Der Countdown läuft: Bald treten wir unsere große Reise Richtung Westen an.
Ich verbringe die letzten Tage in Wien eifrig damit, meine Vorarlberger Freunde, die sich bis dato standhaft weigern, jemals einen Umzug ins Ländle in Erwägung zu ziehen, von den offenkundigen Vorteilen Vorarlbergs zu überzeugen.
Dahinter steckt natürlich eine rein egoistische Zielsetzung, schließlich lässt man nicht gerne lieb gewonnene Menschen zurück.
Die Hitzewelle, die in diesen Tagen schonungslos das Land malträtiert, kommt mir da gerade recht. Die Stadt heizt sich innerhalb weniger Tage auf wie ein großer Heizkessel. Das Leben im Betondschungel wird unerträglich.
An Schlaf ist nachts nur noch phasenweise zu denken, und die ohnehin für ihr Granteln bekannten Wiener werden täglich noch grantiger. Alle stöhnen unter der Hitze und, na klar, wer kann, flüchtet aufs Land, wo die Temperaturen erträglich sind.
Während in Wien am Hitzehöhepunkt 38° gemessen werden, versteht man in Vorarlberg bei guten 30° einmal mehr das Geplärr der Wiener nicht. In der U6 drängen sich bei geschätzten 40° zur Rushhour die verschwitzten Körper aneinander, und ich wünsche mir inständig, man möge zumindest während der Hundstage den Öffi-Benutzern den Gebrauch von Deos zwangsweise vorschreiben.
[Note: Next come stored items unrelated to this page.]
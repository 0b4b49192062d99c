//! Model artifact checker for UPRisk.
//!
//! Loads a logistic graph, compares its declared inputs with the encoder's
//! signature and optionally runs one reference record through the full pipeline.
//!
//! # Usage
//!
//! ```bash
//! cargo run --bin check_model -- [<model_path>] [--list-slots] [--smoke]
//! ```
//!
//! Without a path, `UPRISK_MODEL_PATH` (or the default bundled model) is used.
//! Exits non-zero when the artifact cannot be loaded or does not match.

use std::env;
use std::path::PathBuf;

use anyhow::{anyhow, bail, Context, Result};

use uprisk::adapters::LogisticEngine;
use uprisk::application::{check_signature, RiskCalculator};
use uprisk::config::AppConfig;
use uprisk::domain::{input_signature, FormRecord};
use uprisk::ports::InferenceEngine;

struct Args {
    model_path: Option<PathBuf>,
    list_slots: bool,
    smoke: bool,
}

fn usage() -> String {
    "Usage: check_model [<model_path>] [--list-slots] [--smoke]".to_string()
}

fn parse_args() -> Result<Args> {
    let mut parsed = Args {
        model_path: None,
        list_slots: false,
        smoke: false,
    };

    for arg in env::args().skip(1) {
        match arg.as_str() {
            "--list-slots" => parsed.list_slots = true,
            "--smoke" => parsed.smoke = true,
            "-h" | "--help" => bail!(usage()),
            _ if parsed.model_path.is_none() && !arg.starts_with("--") => {
                parsed.model_path = Some(PathBuf::from(arg));
            }
            _ => bail!(usage()),
        }
    }

    Ok(parsed)
}

/// Reference record: 10-year-old, congenital EOS, bilateral MCGR to the pelvis.
fn reference_record() -> Result<FormRecord> {
    let record = FormRecord::from_pairs([
        ("age_at_insertion", "10"),
        ("height_pre", "120"),
        ("weight_pre", "25"),
        ("eos_type", "Congenital"),
        ("amb_status_preop", "Ambulatory"),
        ("major_cobb_angle_pre", "60"),
        ("minor_cobb_angle_pre", "30"),
        ("kyphosis_pre", "40"),
        ("construct_type_initial", "MCGR"),
        ("construct_side_initial", "Bilateral"),
        ("superior_attach_initial", "Spine"),
        ("num_superior_anchors_initial", "2"),
        ("inferior_attach_initial", "Pelvis"),
    ])?;
    Ok(record)
}

fn main() -> Result<()> {
    let args = parse_args()?;
    let config = AppConfig::from_env()?;
    let model_path = args.model_path.unwrap_or(config.model_path.clone());

    let expected = input_signature();
    if args.list_slots {
        println!("Encoder signature ({} slots):", expected.len());
        for (i, name) in expected.iter().enumerate() {
            println!("  {i:>2}  {name}");
        }
    }

    let session = LogisticEngine::new()
        .load(&model_path)
        .with_context(|| format!("Failed to load {}", model_path.display()))?;

    println!("Model:       {}", model_path.display());
    if let Some(fp) = session.fingerprint() {
        println!("SHA-256:     {fp}");
    }
    println!("Inputs:      {}", session.input_names().len());
    println!("Outputs:     {}", session.output_names().join(", "));

    check_signature(session.as_ref())
        .map_err(|e| anyhow!("{} does not match the encoder: {e}", model_path.display()))?;
    println!("Signature:   OK ({} slots)", expected.len());

    if args.smoke {
        let calculator =
            RiskCalculator::new(LogisticEngine::new(), model_path, config.encoding_mode);
        let prediction = calculator.predict(&reference_record()?)?;
        println!("Reference:   {}", prediction.display_line());
    }

    Ok(())
}
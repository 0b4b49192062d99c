//! Inference engine port: Trait for the numeric runtime that executes the model.
//!
//! The application never looks inside the graph. It relies on two things:
//! - the session declares its input slot names, so they can be checked against
//!   the encoder's signature;
//! - `run` returns an output slot named `probabilities` whose element at index 1 is
//!   the positive-class probability.

use std::path::Path;
use std::sync::Arc;

use crate::domain::TensorMap;

/// Output slot carrying class probabilities.
pub const PROBABILITIES_OUTPUT: &str = "probabilities";

/// Index of the positive class inside `PROBABILITIES_OUTPUT`.
///
/// This is a contract of the model artifact (index 0 = negative, 1 = positive),
/// not something read from the graph at runtime.
pub const POSITIVE_CLASS_INDEX: usize = 1;

/// Errors raised by an inference runtime.
#[derive(Debug, thiserror::Error)]
pub enum EngineError {
    #[error("Failed to read model graph {path}: {source}")]
    Io {
        path: String,
        #[source]
        source: std::io::Error,
    },

    #[error("Model graph is not valid JSON: {0}")]
    Format(#[from] serde_json::Error),

    #[error("Invalid model graph: {0}")]
    InvalidGraph(String),

    #[error("Missing input tensor: {0}")]
    MissingInput(String),

    #[error("Input tensor {name} has shape {dims:?}, expected a single element")]
    ShapeMismatch { name: String, dims: Vec<usize> },

    #[error("Runtime failure: {0}")]
    Runtime(String),
}

/// A loaded, read-only inference graph.
///
/// Sessions are shared between calls, so `run` takes `&self`.
pub trait InferenceSession: Send + Sync {
    /// Declared input slot names, in graph order.
    fn input_names(&self) -> &[String];

    /// Declared output slot names.
    fn output_names(&self) -> &[String];

    /// Hex digest identifying the loaded artifact, if the runtime computes one.
    fn fingerprint(&self) -> Option<&str> {
        None
    }

    /// Execute the graph on named inputs.
    ///
    /// # Errors
    /// Returns `EngineError` if an input is missing or malformed, or the runtime fails.
    fn run(&self, inputs: &TensorMap) -> Result<TensorMap, EngineError>;
}

/// Trait for loading inference graphs.
pub trait InferenceEngine: Send + Sync {
    /// Load a graph from a resource location.
    ///
    /// # Errors
    /// Returns `EngineError` if the resource cannot be read or is not a valid graph.
    fn load(&self, location: &Path) -> Result<Arc<dyn InferenceSession>, EngineError>;
}
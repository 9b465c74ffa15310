//! Version command implementation

use crate::error::Result;

/// Run version command
pub fn run() -> Result<()> {
    println!("patchlag {}", env!("CARGO_PKG_VERSION"));
    println!();
    println!("Build info:");
    println!("  Rust version: {}", rustc_version());
    println!("  Profile: {}", build_profile());

    Ok(())
}

fn rustc_version() -> &'static str {
    // This will be the version of rustc used to compile
    env!("CARGO_PKG_RUST_VERSION")
}

fn build_profile() -> &'static str {
    if cfg!(debug_assertions) {
        "debug"
    } else {
        "release"
    }
}
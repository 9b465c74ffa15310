//! CLI definitions using clap derive API

use clap::builder::{Styles, styling::AnsiColor};
use clap::{Parser, Subcommand};
use std::path::PathBuf;
use url::Url;

/// Patchlag - Windows patch drift measurement
///
/// Reports how many days the installed cumulative update trails the latest
/// one published for the running feature release.
#[derive(Parser, Debug)]
#[command(
    name = "patchlag",
    author,
    version,
    color = clap::ColorChoice::Always,
    styles = Styles::styled()
        .header(AnsiColor::Green.on_default().bold())
        .usage(AnsiColor::Green.on_default().bold())
        .literal(AnsiColor::Cyan.on_default().bold())
        .placeholder(AnsiColor::Cyan.on_default()),
    about = "Windows patch drift measurement for compliance agents",
    long_about = "Patchlag scrapes the vendor's update-history page for the running feature \
                  release, matches the installed OS build against the published cumulative \
                  updates, and reports the day distance to the latest one as a single JSON \
                  object on stdout.",
    after_help = "\x1b[1m\x1b[32mExamples:\x1b[0m\n    \
                  patchlag check\n    \
                  patchlag check --product \"Microsoft Windows 11 Enterprise\" --display-version 22H2 --build 22621.2428\n    \
                  patchlag catalog\n    \
                  patchlag catalog --json\n\n\
                  \x1b[1m\x1b[32mDocumentation:\x1b[0m\n    \
                  https://github.com/asyrjasalo/patchlag"
)]
pub struct Cli {
    /// Print diagnostic details to stderr (never mixed into the JSON output)
    #[arg(long, short = 'v', global = true)]
    pub verbose: bool,

    #[command(subcommand)]
    pub command: Commands,
}

#[derive(Subcommand, Debug)]
pub enum Commands {
    /// Measure drift between the installed and latest cumulative update
    Check(CheckArgs),

    /// Print the release catalog in use
    Catalog(CatalogArgs),

    /// Show version information
    Version,

    /// Generate shell completions
    Completions(CompletionsArgs),
}

/// Arguments for the check command
#[derive(Parser, Debug)]
#[command(after_help = "EXAMPLES:\n  \
                  Measure drift on this device:\n    patchlag check\n\n\
                  Measure drift for an explicit identity (e.g. from inventory):\n    \
                  patchlag check --product \"Microsoft Windows 11 Enterprise\" --display-version 22H2 --build 22621.2428\n\n\
                  Use a refreshed release table without rebuilding:\n    patchlag check --catalog ./releases.yaml\n\n\
                  Run against a mirrored history page:\n    patchlag check --history-url http://mirror.lab/win11-22h2")]
pub struct CheckArgs {
    /// Override the detected product name (e.g. "Microsoft Windows 11 Enterprise")
    #[arg(long, env = "PATCHLAG_PRODUCT")]
    pub product: Option<String>,

    /// Override the detected feature-release label (e.g. "22H2")
    #[arg(long, env = "PATCHLAG_DISPLAY_VERSION")]
    pub display_version: Option<String>,

    /// Override the detected OS build in <major>.<UBR> form (e.g. "22621.2428")
    #[arg(long, env = "PATCHLAG_BUILD")]
    pub build: Option<String>,

    /// Load the release catalog from a YAML file instead of the embedded table
    #[arg(long, value_name = "FILE", env = "PATCHLAG_CATALOG")]
    pub catalog: Option<PathBuf>,

    /// Fetch this page instead of the catalog entry's update-history URL
    #[arg(long, value_name = "URL")]
    pub history_url: Option<Url>,
}

/// Arguments for the catalog command
#[derive(Parser, Debug)]
#[command(after_help = "EXAMPLES:\n  \
                  Print the embedded release table:\n    patchlag catalog\n\n\
                  Machine-readable output:\n    patchlag catalog --json\n\n\
                  Inspect a replacement table:\n    patchlag catalog --catalog ./releases.yaml")]
pub struct CatalogArgs {
    /// Emit the catalog as JSON
    #[arg(long)]
    pub json: bool,

    /// Load the release catalog from a YAML file instead of the embedded table
    #[arg(long, value_name = "FILE", env = "PATCHLAG_CATALOG")]
    pub catalog: Option<PathBuf>,
}

/// Arguments for completions command
#[derive(Parser, Debug)]
#[command(after_help = "EXAMPLES:\n  \
                  Generate bash completions:\n    patchlag completions --shell bash > ~/.bash_completion.d/patchlag\n\n\
                  Generate zsh completions:\n    patchlag completions --shell zsh > ~/.zfunc/_patchlag\n\n\
                  Generate fish completions:\n    patchlag completions --shell fish > ~/.config/fish/completions/patchlag.fish")]
pub struct CompletionsArgs {
    /// Shell type (bash, elvish, fish, powershell, zsh)
    #[arg(long)]
    pub shell: String,
}
//! Update-history resolution
//!
//! Walks the pipeline from local identity to the pair of update records the
//! report is computed from: identity, catalog row, page fetch, link filter,
//! installed/latest selection. Document order on the vendor page is
//! newest-first and is trusted as-is; no date sort is applied.

use crate::catalog::{Catalog, CatalogEntry};
use crate::domain::{InstalledPatch, OsIdentity, RawLink, Resolution, UpdateRecord};
use crate::environment::EnvironmentQuery;
use crate::error::{PatchlagError, Result};
use crate::fetch::PageFetcher;
use crate::linkparse;

/// Updates carrying these markers never qualify as "latest"
const EXCLUDED_MARKERS: [&str; 2] = ["Preview", "Out-of-band"];

/// Resolve the installed and latest updates for the local OS
pub fn resolve(
    environment: &dyn EnvironmentQuery,
    catalog: &Catalog,
    fetcher: &dyn PageFetcher,
) -> Result<Resolution> {
    let identity = environment.identity()?;

    let entry = catalog
        .lookup(&identity.product_name, &identity.version_label)
        .ok_or_else(|| PatchlagError::CatalogLookupFailed {
            product: identity.product_name.clone(),
            version: identity.version_label.clone(),
        })?;

    let links = fetcher.fetch(&entry.history_uri)?;
    if links.is_empty() {
        return Err(PatchlagError::UnexpectedPageFormat {
            url: entry.history_uri.to_string(),
        });
    }

    let updates: Vec<&RawLink> = links.iter().filter(|l| linkparse::is_update_link(l)).collect();
    if updates.is_empty() {
        return Err(PatchlagError::NoUpdateLinksFound {
            url: entry.history_uri.to_string(),
        });
    }

    let installed = select_installed(&updates, &identity, entry)?;
    let latest = select_latest(&updates, &identity)?;

    Ok(Resolution {
        identity,
        installed,
        latest,
    })
}

/// First update link naming the full local build wins. When none does, the
/// device is on the release baseline: fall back to the catalog's GA date,
/// unless the catalog pins an initial build the device does not match.
fn select_installed(
    updates: &[&RawLink],
    identity: &OsIdentity,
    entry: &CatalogEntry,
) -> Result<InstalledPatch> {
    let candidate = updates
        .iter()
        .find(|l| contains_build_token(&l.markup, identity.build.as_str()));
    if let Some(link) = candidate {
        return linkparse::parse(link).map(InstalledPatch::Update);
    }

    match entry.initial_build.as_deref() {
        Some(initial) if initial != identity.build.as_str() => {
            Err(PatchlagError::InstalledUpdateNotFound {
                build: identity.build.as_str().to_string(),
                product: identity.product_name.clone(),
                version: identity.version_label.clone(),
            })
        }
        _ => Ok(InstalledPatch::Baseline {
            release_date: entry.initial_release_date,
        }),
    }
}

/// First update link for this release line that is neither a preview nor an
/// out-of-band hotfix. Absence is not an error: the caller reports zero
/// drift when no comparison is possible.
fn select_latest(updates: &[&RawLink], identity: &OsIdentity) -> Result<Option<UpdateRecord>> {
    let major = identity.build.major();
    updates
        .iter()
        .find(|l| {
            contains_build_token(&l.markup, major)
                && !EXCLUDED_MARKERS.iter().any(|marker| l.markup.contains(marker))
        })
        .map(|l| linkparse::parse(l))
        .transpose()
}

/// Token-boundary containment for build numbers. An occurrence only counts
/// when it is not embedded in a longer number: the character before must not
/// be an ASCII digit or '.', and the character after must not be an ASCII
/// digit. "100" never matches inside "1005523", while "22621" still matches
/// in "22621.1992" and in multi-build entries.
pub fn contains_build_token(haystack: &str, token: &str) -> bool {
    if token.is_empty() {
        return false;
    }
    let mut from = 0;
    while let Some(pos) = haystack[from..].find(token) {
        let start = from + pos;
        let end = start + token.len();
        let before_ok = haystack[..start]
            .chars()
            .next_back()
            .is_none_or(|c| !c.is_ascii_digit() && c != '.');
        let after_ok = haystack[end..]
            .chars()
            .next()
            .is_none_or(|c| !c.is_ascii_digit());
        if before_ok && after_ok {
            return true;
        }
        from = start + 1;
    }
    false
}
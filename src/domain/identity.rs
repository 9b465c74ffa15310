//! Local OS identity types

use std::fmt;

use crate::error::{PatchlagError, Result};

/// Identity of the running OS, as reported by the environment query
#[derive(Debug, Clone, PartialEq, Eq)]
pub struct OsIdentity {
    /// Marketing caption, e.g. "Microsoft Windows 11 Enterprise"
    pub product_name: String,

    /// Feature-release label, e.g. "22H2"
    pub version_label: String,

    /// Installed patch level
    pub build: OsBuild,
}

/// An OS build in `<major>.<UBR>` form, e.g. "22621.1992"
#[derive(Debug, Clone, PartialEq, Eq)]
pub struct OsBuild(String);

impl OsBuild {
    /// Parse a build string, requiring both the major component and the UBR
    pub fn parse(raw: &str) -> Result<Self> {
        let trimmed = raw.trim();
        let (major, ubr) = trimmed.split_once('.').ok_or_else(|| invalid(raw))?;
        let numeric = |s: &str| !s.is_empty() && s.bytes().all(|b| b.is_ascii_digit());
        if !numeric(major) || !numeric(ubr) {
            return Err(invalid(raw));
        }
        Ok(OsBuild(trimmed.to_string()))
    }

    pub fn as_str(&self) -> &str {
        &self.0
    }

    /// The major build number, i.e. the component before the first "."
    pub fn major(&self) -> &str {
        self.0.split('.').next().unwrap_or(&self.0)
    }
}

impl fmt::Display for OsBuild {
    fn fmt(&self, f: &mut fmt::Formatter<'_>) -> fmt::Result {
        write!(f, "{}", self.0)
    }
}

fn invalid(raw: &str) -> PatchlagError {
    PatchlagError::EnvironmentQueryFailed {
        property: "OS build".to_string(),
        reason: format!("'{}' is not in <major>.<UBR> form", raw),
    }
}

#[cfg(test)]
mod tests {
    use super::*;

    #[test]
    fn test_build_parse_valid() {
        let build = OsBuild::parse("22621.1992").unwrap();
        assert_eq!(build.as_str(), "22621.1992");
        assert_eq!(build.major(), "22621");
    }

    #[test]
    fn test_build_parse_trims_whitespace() {
        let build = OsBuild::parse(" 19045.3086 ").unwrap();
        assert_eq!(build.as_str(), "19045.3086");
    }

    #[test]
    fn test_build_parse_rejects_missing_ubr() {
        let result = OsBuild::parse("22621");
        assert!(matches!(
            result.unwrap_err(),
            PatchlagError::EnvironmentQueryFailed { .. }
        ));
    }

    #[test]
    fn test_build_parse_rejects_non_numeric() {
        assert!(OsBuild::parse("22621.abc").is_err());
        assert!(OsBuild::parse("abc.1992").is_err());
        assert!(OsBuild::parse("").is_err());
        assert!(OsBuild::parse("22621.").is_err());
    }

    #[test]
    fn test_build_display() {
        let build = OsBuild::parse("20348.169").unwrap();
        assert_eq!(build.to_string(), "20348.169");
    }
}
Insbesondere jenen, die sich an den Haltegriffen festhalten und mir ungeniert ihre schweißtriefenden Achselhöhlen unter die Nase halten.
Kaum ist man der U-Bahn-Hölle entronnen, steht einem der nächste olfaktorische Höhepunkt bevor. Hat man sich bei normalen Temperaturen langsam an die Gehweg und Straßenränder säumenden Hundegackerl gewöhnt, gilt bei Hitze höchste „Gackerl-Geruchsbelästigungs-Warnstufe".
Die Gackerl – von den Wienern liebevoll so genannt, obwohl es sich dabei schlichtweg um Scheiße handelt – haben nämlich die ungustiöse Angewohnheit bei erhöhten Temperaturen hemmungslos vor sich hin zu schmelzen und im Zuge dieses Schmelzprozesses einen höchst unerfreulichen Geruch freizusetzen.
Während also in diesen Tagen die höchste Ozonwarnstufe ausgerufen wird und Maßnahmen gegen die zunehmende Feinstaubbelastung überlegt werden, breitet sich über der Stadt auch noch eine Gackerl-Geruchswolke aus, ohne dass behördlicherseits etwas dagegen unternommen wird.
Die Gackerl allerdings, um es von der positiven Seite zu sehen, liefern mir ein weiteres, kaum zu überbietendes Argument gegen ein Leben in der Großstadt. Ganz abgesehen davon wird mir nun endlich die etymologische Bedeutung des Wortes „Hundstage" klar.
Am Abend treffe ich mich mit S. auf einen Mai-Tai.
Ich überlege noch wie ich geschickt mein neues Lieblings-Argument vorbringen werde, da beginnt S. schon zu schimpfen: Über die erbarmungslose Hitze, die nicht klimatisierten Öffis, die blöde Hundescheiße und die mangelnden Grünzonen in der Stadt, die zumindest ein bisschen Abkühlung versprechen würden. Und dann der Klimawandel, klagt S. weiter.
"Wenn das so weitergeht mit diesen Wahnsinns-Temperaturen, kannst du für mich gleich auch eine Wohnung in Vorarlberg suchen!"